Container: Seekisten auf Landgang

Die Boxen für Schiffsfracht krempelten die Häfen um. Und sie haben an Land ein Eigenleben entwickelt

Der maritimen Legenden sind viele, und auch dem modernen Schiffscontainer werden zahlreiche Vorfahren nachgesagt. Greifen wir einen kaum beachteten Ahnherren der neun Millionen genormten Frachtboxen heraus, die heutzutage über die Weltmeere zirkulieren: den Container der nordamerikanischen Transportfirma Whitepass.

Es war finster und feuchtkalt, als das funkelnagelneue Containerschiff „Clifford J. Rodgers“ am 26. November 1955 um 3 Uhr 47 im kanadischen Montreal mit Zielort Skagway, einem Hafen in Alaska, ablegte. An Bord: standardisierte Blechkästen im Maß acht mal acht mal sieben Fuß (2,44 mal 2,44 mal 2,13 Meter), im Vergleich zu heutigen Stahlgehäusen winzige „Weichlinge“.

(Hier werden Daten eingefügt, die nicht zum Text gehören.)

//! Parsing, canonical serialization and content addressing of
//! configuration documents.
//!
//! # Data Flow
//! ```text
//! document text
//!     → prolog check (is this a document at all?)
//!     → TOML table
//!     → schema version check
//!     → migration.rs (step-wise upgrade to the current version)
//!     → CruiseConfig
//! ```
//!
//! The functions here are pure: they never touch the file system or the
//! versioned history.

use md5::{Digest, Md5};
use tracing::debug;

use crate::errors::{ConfigStoreError, ConfigStoreResult};
use crate::migration;
use crate::model::{CruiseConfig, CURRENT_SCHEMA_VERSION};

#[cfg(test)]
#[path = "schema_tests.rs"]
mod tests;

/// Key holding the schema version of a document.
pub const SCHEMA_VERSION_KEY: &str = "schema_version";

/// A parsed document together with the schema version it was written in.
#[derive(Debug, Clone, PartialEq)]
pub struct ParsedDocument {
    pub config: CruiseConfig,
    pub source_schema_version: u32,
}

impl ParsedDocument {
    /// Whether the text had to be upgraded to the current schema version.
    pub fn was_migrated(&self) -> bool {
        self.source_schema_version != CURRENT_SCHEMA_VERSION
    }
}

/// The canonical serialized form of a document and its content hash.
#[derive(Debug, Clone, PartialEq, Eq)]
pub struct CanonicalDocument {
    pub content: String,
    pub md5: String,
}

/// Parses a document, migrating it to the current schema version.
pub fn parse_document(text: &str) -> ConfigStoreResult<CruiseConfig> {
    load_document(text).map(|parsed| parsed.config)
}

/// Parses a document and reports the schema version it was written in.
///
/// # Errors
///
/// * `ConfigStoreError::Parse` - the text is not a configuration document
/// * `ConfigStoreError::UnsupportedSchemaVersion` - the version is unknown
/// * `ConfigStoreError::MigrationFailed` - an upgrade step rejected the document
pub fn load_document(text: &str) -> ConfigStoreResult<ParsedDocument> {
    check_prolog(text)?;

    let table: toml::Table = toml::from_str(text).map_err(|e| ConfigStoreError::Parse {
        reason: e.to_string().trim().to_string(),
    })?;

    let source_schema_version = read_schema_version(&table)?;
    let table = migration::migrate(table, source_schema_version)?;

    let config: CruiseConfig =
        toml::Value::Table(table)
            .try_into()
            .map_err(|e: toml::de::Error| ConfigStoreError::Parse {
                reason: e.to_string().trim().to_string(),
            })?;

    debug!(
        source_schema_version,
        pipelines = config.all_pipelines().count(),
        "Configuration document parsed"
    );

    Ok(ParsedDocument {
        config,
        source_schema_version,
    })
}

/// Serializes a document into its canonical form.
pub fn serialize(config: &CruiseConfig) -> ConfigStoreResult<String> {
    toml::to_string(config).map_err(|e| ConfigStoreError::Serialization {
        reason: e.to_string(),
    })
}

/// Serializes a document and hashes the canonical bytes.
pub fn canonicalize(config: &CruiseConfig) -> ConfigStoreResult<CanonicalDocument> {
    let content = serialize(config)?;
    let md5 = md5_hex(content.as_bytes());
    Ok(CanonicalDocument { content, md5 })
}

/// Lowercase hex MD5 of the given bytes.
pub fn md5_hex(bytes: impl AsRef<[u8]>) -> String {
    hex::encode(Md5::digest(bytes.as_ref()))
}

/// Rejects text that does not start like a document.
///
/// The first line that is neither blank nor a comment must be a table
/// header or a key/value pair.
fn check_prolog(text: &str) -> ConfigStoreResult<()> {
    let first_line = text
        .lines()
        .map(str::trim)
        .find(|line| !line.is_empty() && !line.starts_with('#'));

    match first_line {
        None => Err(ConfigStoreError::Parse {
            reason: "Premature end of file.".to_string(),
        }),
        Some(line) if line.starts_with('[') || line.contains('=') => Ok(()),
        Some(_) => Err(ConfigStoreError::Parse {
            reason: "Content is not allowed in prolog.".to_string(),
        }),
    }
}

fn read_schema_version(table: &toml::Table) -> ConfigStoreResult<u32> {
    let value = table
        .get(SCHEMA_VERSION_KEY)
        .ok_or_else(|| ConfigStoreError::Parse {
            reason: "Schema version is missing".to_string(),
        })?;

    let version = value.as_integer().ok_or_else(|| ConfigStoreError::Parse {
        reason: format!("'{SCHEMA_VERSION_KEY}' must be an integer"),
    })?;

    if version < 1 || version > i64::from(CURRENT_SCHEMA_VERSION) {
        return Err(ConfigStoreError::UnsupportedSchemaVersion {
            found: version,
            current: CURRENT_SCHEMA_VERSION,
        });
    }

    // Range checked above.
    Ok(version as u32)
}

Noch kurz zuvor hatte der Versuchscontainer von Whitepass auf seiner allerersten Probefahrt für Aufregung gesorgt. Sein Inhalt: aufrecht gestellte Papierrollen. Eine empfindliche Ladung, denn nach dem traditionellen mehrfachen Umladen von Lastern und Bahnwaggons auf Schiffe und zurück erreichten die Rollen ihren Bestimmungsort oft zerknickt oder gequetscht. Als der Versuchscontainer von Bord gehievt war, geschah vor den Augen einer schaulustigen Menge das peinliche Malheur: Die Türen klemmten fest. Sie hatten sich verformt. Ein Schneidbrenner wurde herbeigeschafft, und begleitet von guten Ratschlägen aus dem Volk sprangen die Türen schließlich auf. Das Gejohle war riesig – aber die Papierrollen in tadellosem Zustand.

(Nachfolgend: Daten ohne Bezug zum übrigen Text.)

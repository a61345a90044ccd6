//! Settings loading for the configuration store CLI.
//!
//! Settings come from a TOML file (`--settings`, or `go-config.toml` in the
//! current directory when present) and are then overridden from the
//! environment. Without a file the store defaults apply.

use std::path::{Path, PathBuf};
use std::time::Duration;

use config_store::StoreSettings;
use tracing::{debug, info};

use crate::errors::Error;

/// Settings file picked up from the current directory.
pub const DEFAULT_SETTINGS_FILENAME: &str = "go-config.toml";

#[cfg(test)]
#[path = "config_tests.rs"]
mod tests;

/// Resolves the settings file to read.
///
/// An explicit path is always used. Otherwise the default file name in the
/// current directory is used when it exists.
pub fn get_settings_path(path: Option<&str>) -> Option<PathBuf> {
    match path {
        Some(p) => Some(PathBuf::from(p)),
        None => {
            let default = PathBuf::from(DEFAULT_SETTINGS_FILENAME);
            default.exists().then_some(default)
        }
    }
}

/// Loads the store settings and applies environment overrides.
///
/// # Errors
///
/// Returns `Error::Config` when an explicitly named file does not exist,
/// when the file is not valid settings TOML, or when an environment
/// override is invalid.
pub fn load_settings(path: Option<&str>) -> Result<StoreSettings, Error> {
    let settings = match get_settings_path(path) {
        Some(settings_path) => load_settings_file(&settings_path)?,
        None => {
            debug!("No settings file, using defaults");
            StoreSettings::default()
        }
    };

    let settings = settings
        .with_env_overrides()
        .map_err(|e| Error::Config(e.to_string()))?;

    info!(
        config_file = %settings.config_file().display(),
        merge_enabled = settings.config_merge_enabled,
        "Settings loaded"
    );
    Ok(settings)
}

fn load_settings_file(path: &Path) -> Result<StoreSettings, Error> {
    if !path.exists() {
        return Err(Error::Config(format!(
            "Settings file not found: {:?}",
            path
        )));
    }

    StoreSettings::load(path).map_err(|e| Error::Config(e.to_string()))
}

/// Interval between reload checks for `watch`.
///
/// # Errors
///
/// Returns `Error::InvalidArguments` for an interval of zero seconds.
pub fn watch_interval(settings: &StoreSettings, seconds: Option<u64>) -> Result<Duration, Error> {
    match seconds {
        Some(0) => Err(Error::InvalidArguments(
            "--interval must be at least 1 second".to_string(),
        )),
        Some(secs) => Ok(Duration::from_secs(secs)),
        None => Ok(settings.reload_interval()),
    }
}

Erst ein Schneidbrenner half

So verlief die ein wenig spektakuläre Premiere einer Logistik, von der damals noch niemand ahnte, welch weltbewegendes Potential in ihr steckte. Diese Transporttechnik sollte Häfen und Hafenstädte drastisch verändern und viele Arbeiter überflüssig machen (siehe auch Seite 68 bis 84). Überall geriet der Container zum Sinnbild des rationalisierten Welthandels.

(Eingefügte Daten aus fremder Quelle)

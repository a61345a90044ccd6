use std::io;

use config_store::ConfigStoreError;
use thiserror::Error;

#[cfg(test)]
#[path = "errors_tests.rs"]
mod tests;

/// Errors that can occur in the configuration store CLI.
///
/// Store failures keep their own variant so the exit code can tell a
/// rejected edit apart from a broken installation.
#[derive(Error, Debug)]
pub enum Error {
    /// The CLI settings could not be loaded.
    ///
    /// Returned when the settings file is missing or unreadable, or when an
    /// environment override has an invalid value.
    #[error("Configuration error: {0}")]
    Config(String),

    /// Invalid command-line arguments were provided.
    #[error("Invalid arguments: {0}")]
    InvalidArguments(String),

    /// Failed to read an input file given on the command line.
    #[error("Failed to load file {path}: {source}")]
    LoadFile { path: String, source: io::Error },

    /// Failed to render command output.
    #[error("Failed to render output: {0}")]
    Output(String),

    /// The configuration store rejected the operation.
    #[error(transparent)]
    Store(#[from] ConfigStoreError),
}

impl Error {
    /// Process exit code for this error.
    ///
    /// Rejected configuration and concurrent modification exit with 2 so
    /// scripts can retry or report; everything else exits with 1.
    pub fn exit_code(&self) -> i32 {
        match self {
            Error::Store(e) if e.is_conflict() || e.is_invalid_config() => 2,
            _ => 1,
        }
    }
}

Mittlerweile ist sein Anblick jedem selbstverständlich. Ob als bunt getupfte Klötzerlandschaft an Hafenpiers, ob als getürmte Ladung in plumpen Schiffsbäuchen, ob als Zollhäuschen oder Abfertigungsschalter. Die ozeanische Metallverpackung besitzt inzwischen gar Kultcharakter – kein Jahr vergeht, ohne dass Performancekünstler die schlichte Geometrie ihres Nutzens beschwören.

Der Weg bis dahin war lang. Entscheidende Vorbilder lieferte gewiss auch die US-Marine, die ihren Überseenachschub im II. Weltkrieg durch Normbehälter mit eisernen Eckbeschlägen effektivierte. Nach offizieller Lesart jedoch heißt der eigentliche Erfinder des Schiffscontainers Malcolm McLean.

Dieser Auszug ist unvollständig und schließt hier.